There are two ways to add a new data source depending on where data is retrieved from:

  1. data source retrieved from a mySql database -> execute function createNewDBSource()
  2. data source retrieved from a local or remote file -> execute function createNewFileSource()

Executing one of the functions

will automatically:

  1. create a new file R/02-<datasource>.R that contains the function to extract the data: extract.<datasource>(),
  2. add a new entry for the source into the file R/00-databases.R,
  3. (only for mySql databases) create/update the .Renviron file that contains database credentials.

The Files R/02-<datasource>.R for different data sources may contain individual and extensive data preparations that can be adjusted manually. For details compare e.g. R/02-LiVES.R, and read the section Modify An Existing Data Source.

Specify the type of data and the data mapping

For both ways to add data sources (from database or from file), four mandatory parameters must be specified:

  • dataSourceName: (character) name of the new data source, something like “xyDBname”, “14CSea”, “CIMA”, “IntChron”, “LiVES”. The name of the source must be contained exactly as a column name in the mapping file.
  • datingType: (character) dating type for the database, e.g. “radiocarbon” or “expert”
  • coordType: (character) coordinate type of latitude and longitude columns, one of
    • “decimal degrees”, e.g. 40.446 or 79.982,
    • “degrees decimal minutes”, e.g. 40° 26.767' N or 79° 58.933' W,
    • “degrees minutes seconds”, e.g. 40° 26' 46'' N or 79° 58' 56'' W
  • mappingName: (character) name of the mapping without file extension, e.g. “IsoMemo”. The mapping (a .csv file) must be available under “inst/mapping/”.

Specify the data source

MySql database:

Here, database credentials <dbName>, <dbUser>, <dbPassword>, <dbHost>, <dbPort> and the <tableName> must be specified. The credentials are not to be stored on Github, they will not be stored in any file that will be uploaded to Github. The credentials are only needed for local development and for testing the database connection.

createNewDBSource(dataSourceName = <datasource>,
                  datingType = <datingType>,
                  coordType = <coordType>,
                  mappingName = <mappingName>,
                  dbName = <dbName>,
                  dbUser = <dbUser>,
                  dbPassword = <dbPassword>,
                  dbHost = <dbHost>,
                  dbPort = <dbPort>,
                  tableName = <tableName>)

File:

Data can be loaded either

  • from a local file that must be stored in the inst/extdata' folder, or
  • from a remote file, the <remotePath> must be given, e.g. "http://www.14sea.org/img/"

Please set <location> = "local" in the first case, and <location> = "remote" in the second case.

Please, provide the <filename> with extension (only *.csv or *.xlsx are supported), e.g.  "data.csv", "14SEA_Full_Dataset_2017-01-29.xlsx"

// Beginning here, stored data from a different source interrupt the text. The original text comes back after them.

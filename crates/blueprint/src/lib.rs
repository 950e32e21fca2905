//! # Blueprint
//!
//! A provisioning engine for example configurations.
//!
//! A configuration declares an ordered list of resources. Each resource names
//! a type, a natural key, properties, and a local `id_reference` that later
//! resources can embed as `${id_reference}` to pick up the server id the
//! earlier resource was given.
//!
//! ## Core Concepts
//!
//! - **Loader**: reads and validates configurations before anything touches
//!   the remote side
//! - **ResourceDriver**: find/create/delete for one resource type, supplied by
//!   the caller through a [`DriverRegistry`]
//! - **provision**: create-or-skip in declared order, halting on first failure
//! - **cleanup**: tag-scoped, type-ordered deletion that keeps going past
//!   failures
//! - **AuditLog**: append-only record of every run
//!
//! ## Example
//!
//! ```ignore
//! use blueprint::{AuditEntry, AuditLog, DriverRegistry, Loader, RunOptions, provision_simple};
//!
//! let registry = DriverRegistry::new()
//!     .with("location", my_location_driver)
//!     .with("system", my_system_driver);
//!
//! let loader = Loader::for_registry("configs", &registry);
//! let config = loader.load_validated("net-lab")?;
//!
//! let opts = RunOptions::new("workspace-1");
//! let outcome = provision_simple(&registry, &config, &opts);
//! AuditLog::new("audit.jsonl").record(&AuditEntry::for_install(&config, &opts, &outcome));
//!
//! println!("{}", outcome.summary());
//! ```

pub mod audit;
pub mod cleanup;
pub mod context;
pub mod driver;
pub mod error;
pub mod ids;
pub mod loader;
pub mod model;
pub mod provisioner;
pub mod result;
pub mod template;

pub use audit::{AuditEntry, AuditLog};
pub use cleanup::{cleanup, cleanup_simple, rollback};
pub use context::{NoProgress, ProgressCallback, RunOptions};
pub use driver::{CreateRequest, DriverRegistry, ResourceDriver};
pub use error::{DriverError, DriverResult, Error, Result};
pub use ids::{IdMap, ServerId};
pub use loader::{ConfigSummary, DocumentFormat, Loader, check_references};
pub use model::{CleanupSpec, Configuration, ResourceDefinition};
pub use provisioner::{provision, provision_simple};
pub use result::{Action, CleanupOutcome, Operation, ProvisionOutcome, ProvisioningResult, RunSummary};
pub use template::{Properties, PropertyValue};
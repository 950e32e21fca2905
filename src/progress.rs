//! Live per-resource output for engine runs

use crate::ui;
use blueprint::{Operation, ProgressCallback, ProvisioningResult, ResourceDefinition};

/// Prints one line per resource as soon as its outcome is known
pub struct ConsoleProgress {
    quiet: bool,
}

impl ConsoleProgress {
    pub fn new(quiet: bool) -> Self {
        Self { quiet }
    }
}

impl ProgressCallback for ConsoleProgress {
    fn on_resource_start(&mut self, operation: Operation, resource: &ResourceDefinition) {
        log::info!(
            "{} {} '{}'",
            operation,
            resource.resource_type,
            resource.name
        );
    }

    fn on_resource_complete(&mut self, _operation: Operation, result: &ProvisioningResult) {
        // Failures are always shown
        if self.quiet && !result.is_failure() {
            return;
        }
        println!("  {}", ui::result_line(result));
    }
}
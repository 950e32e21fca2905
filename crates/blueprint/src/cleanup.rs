//! Deletion passes: tag-scoped cleanup and rollback of a single run
//!
//! Both passes keep going after a failure. Every visited resource gets a
//! result, so the caller sees exactly what is left behind.

use crate::context::{NoProgress, ProgressCallback, RunOptions};
use crate::driver::{DriverRegistry, ResourceDriver};
use crate::error::{Error, Result};
use crate::ids::ServerId;
use crate::model::{Configuration, ResourceDefinition};
use crate::result::{CleanupOutcome, Operation, ProvisionOutcome, ProvisioningResult};
use std::collections::BTreeSet;

/// Delete a configuration's resources.
///
/// Types are processed in `cleanup.order`, resources within a type in
/// declaration order. Only resources carrying one of `cleanup.filter_tags`
/// are candidates. Identity is rediscovered by name for each candidate, so
/// no state from a previous provisioning run is needed.
pub fn cleanup<P: ProgressCallback>(
    registry: &DriverRegistry,
    config: &Configuration,
    opts: &RunOptions,
    progress: &mut P,
) -> CleanupOutcome {
    let mut outcome = CleanupOutcome::default();

    if config.cleanup.filter_tags.is_empty() {
        log::warn!(
            "Configuration '{}' has no cleanup.filter_tags; nothing is eligible for deletion",
            config.name
        );
        return outcome;
    }

    log::info!(
        "Cleaning up '{}' in workspace '{}'{}",
        config.name,
        opts.workspace,
        if opts.dry_run { " (dry run)" } else { "" }
    );

    for resource_type in &config.cleanup.order {
        let candidates = config
            .resources_of_type(resource_type)
            .filter(|r| r.has_any_tag(&config.cleanup.filter_tags));

        for resource in candidates {
            progress.on_resource_start(Operation::Delete, resource);
            let result = match cleanup_resource(registry, config, resource, opts) {
                Ok(result) => result,
                Err(error) => {
                    log::warn!("{error}");
                    ProvisioningResult::failed(resource, error.to_string())
                }
            };
            progress.on_resource_complete(Operation::Delete, &result);
            outcome.results.push(result);
        }
    }

    log::info!("Cleanup of '{}' finished: {}", config.name, outcome.summary());
    outcome
}

/// Cleanup without progress reporting.
pub fn cleanup_simple(
    registry: &DriverRegistry,
    config: &Configuration,
    opts: &RunOptions,
) -> CleanupOutcome {
    cleanup(registry, config, opts, &mut NoProgress)
}

fn cleanup_resource(
    registry: &DriverRegistry,
    config: &Configuration,
    resource: &ResourceDefinition,
    opts: &RunOptions,
) -> Result<ProvisioningResult> {
    let driver = driver_for(registry, resource)?;
    let tags = resource.scoped_tags(&config.name);

    let found = driver
        .find_by_name(&resource.name, &opts.workspace, &tags)
        .map_err(|source| Error::ResourceLookup {
            resource_type: resource.resource_type.clone(),
            name: resource.name.clone(),
            source,
        })?;

    let Some(id) = found else {
        log::debug!(
            "{} '{}' not found, nothing to delete",
            resource.resource_type,
            resource.name
        );
        return Ok(ProvisioningResult::skipped(resource, None));
    };

    delete_by_id(driver, resource, id, &tags, opts)
}

/// Undo what one provisioning run created.
///
/// Only CREATED results are touched, newest first, and they are deleted by
/// the id recorded in the outcome. Resources the run merely found are left
/// alone.
pub fn rollback<P: ProgressCallback>(
    registry: &DriverRegistry,
    config: &Configuration,
    provisioned: &ProvisionOutcome,
    opts: &RunOptions,
    progress: &mut P,
) -> CleanupOutcome {
    let mut outcome = CleanupOutcome::default();
    log::info!("Rolling back '{}' in workspace '{}'", config.name, opts.workspace);

    for created in provisioned.created().rev() {
        let Some(resource) = config.resource(&created.id_reference) else {
            log::warn!(
                "Skipping rollback of '{}': not declared in '{}'",
                created.id_reference,
                config.name
            );
            continue;
        };
        let Some(id) = created.server_id.clone() else {
            continue;
        };

        progress.on_resource_start(Operation::Delete, resource);
        let tags = resource.scoped_tags(&config.name);
        let result = driver_for(registry, resource)
            .and_then(|driver| delete_by_id(driver, resource, id, &tags, opts))
            .unwrap_or_else(|error| {
                log::warn!("{error}");
                ProvisioningResult::failed(resource, error.to_string())
            });
        progress.on_resource_complete(Operation::Delete, &result);
        outcome.results.push(result);
    }

    log::info!("Rollback of '{}' finished: {}", config.name, outcome.summary());
    outcome
}

fn driver_for<'a>(
    registry: &'a DriverRegistry,
    resource: &ResourceDefinition,
) -> Result<&'a dyn ResourceDriver> {
    registry
        .get(&resource.resource_type)
        .ok_or_else(|| Error::UnknownDriver(resource.resource_type.clone()))
}

fn delete_by_id(
    driver: &dyn ResourceDriver,
    resource: &ResourceDefinition,
    id: ServerId,
    tags: &BTreeSet<String>,
    opts: &RunOptions,
) -> Result<ProvisioningResult> {
    if opts.dry_run {
        log::debug!(
            "Would delete {} '{}' ({id})",
            resource.resource_type,
            resource.name
        );
        return Ok(ProvisioningResult::planned(resource, id));
    }

    let deleted = driver
        .delete(id.as_str(), &opts.workspace, tags)
        .map_err(|source| Error::ResourceDeletion {
            resource_type: resource.resource_type.clone(),
            name: resource.name.clone(),
            source,
        })?;

    match deleted {
        Some(id) => {
            log::debug!("Deleted {} '{}' ({id})", resource.resource_type, resource.name);
            Ok(ProvisioningResult::deleted(resource, id))
        }
        None => {
            log::debug!(
                "{} '{}' vanished before it could be deleted",
                resource.resource_type,
                resource.name
            );
            Ok(ProvisioningResult::skipped(resource, None))
        }
    }
}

Optionally, the following can be specified

  • for .xlsx files, a <sheetNumber> as integer value
  • for .csv files, <sep> for field separator character, and <dec> for the character used for decimal points
createNewFileSource(dataSourceName = <datasource>,
                    datingType = <datingType>,
                    coordType = <coordType>,
                    mappingName = <mappingName>,
                    fileName = <filename>,
                    locationType = <location>,
                    remotePath = <remotePath>,
                    sheetNumber = 1,
                    sep = ";",
                    dec = ",")

Modify an Existing Data Source

Data extraction for all data sources are defined in the files R/02-<datasource>.R. Within the function extract.<datasource>() you can retrieve data, modify values as you like. You only need to ensure these points:

  • (done automatically) the function name needs to be extract.<datasource>. <datasource> needs to match the entry name in the file R/00-databases.R
  • the function needs to have a single argument x. x holds all configuration from the entry in R/00-databases.R
  • the retrieved data needs to be a single data.frame. Assign this to the list element x$dat and return x
  • only variables in the data frame which are part of the mapping <mappingId> that must be available under inst/mapping/<mappingId>.csv and that is specified in R/00-databases.R will be processed.

A minimal example of the extract function looks like this

extract.testdb <- function(x) {
    dat <- mtcars # dummy dataset

    x$dat <- dat # assign data to list element x$dat

    x # return x
}

ETL process of the Data Sources

Test the ETL process

Run the following commands in R to install the package locally and run the extract function.

devtools::install() # install package locally
devtools::load_all() # load all functions from package

res <- etlTest()

Inspect the results in test. Data from the nth datasource will be in the element res[[n]]$dat

IMPORTANT: Only 5 rows will be processed during the test! If you want to process all data specify full = TRUE:

res <- etlTest(full = TRUE)

To test only the n-th datasource execute the function like this

res <- etlTest(databases()[n])

Results will be in the object res[[1]]$dat

Test the Code

Test your code by running

devtools::check()

Deployment

Code from the main branch will be automatically deployed to the production system on the MPI server (given successful devtools::check()) and will be on the main version of the API and App.

Respectively, code from the beta branch will be automatically deployed to the beta version of the API and App.

Access to Data

data is returned in JSON format

You can use the following parameters:

  • dbsource
  • category
  • field

Example call:

https://isomemodb.com/api/v1/iso-data?dbsource=LiVES&category=Location&field=site,longitude

Helper endpoints

For the production api use /api instead of /testapi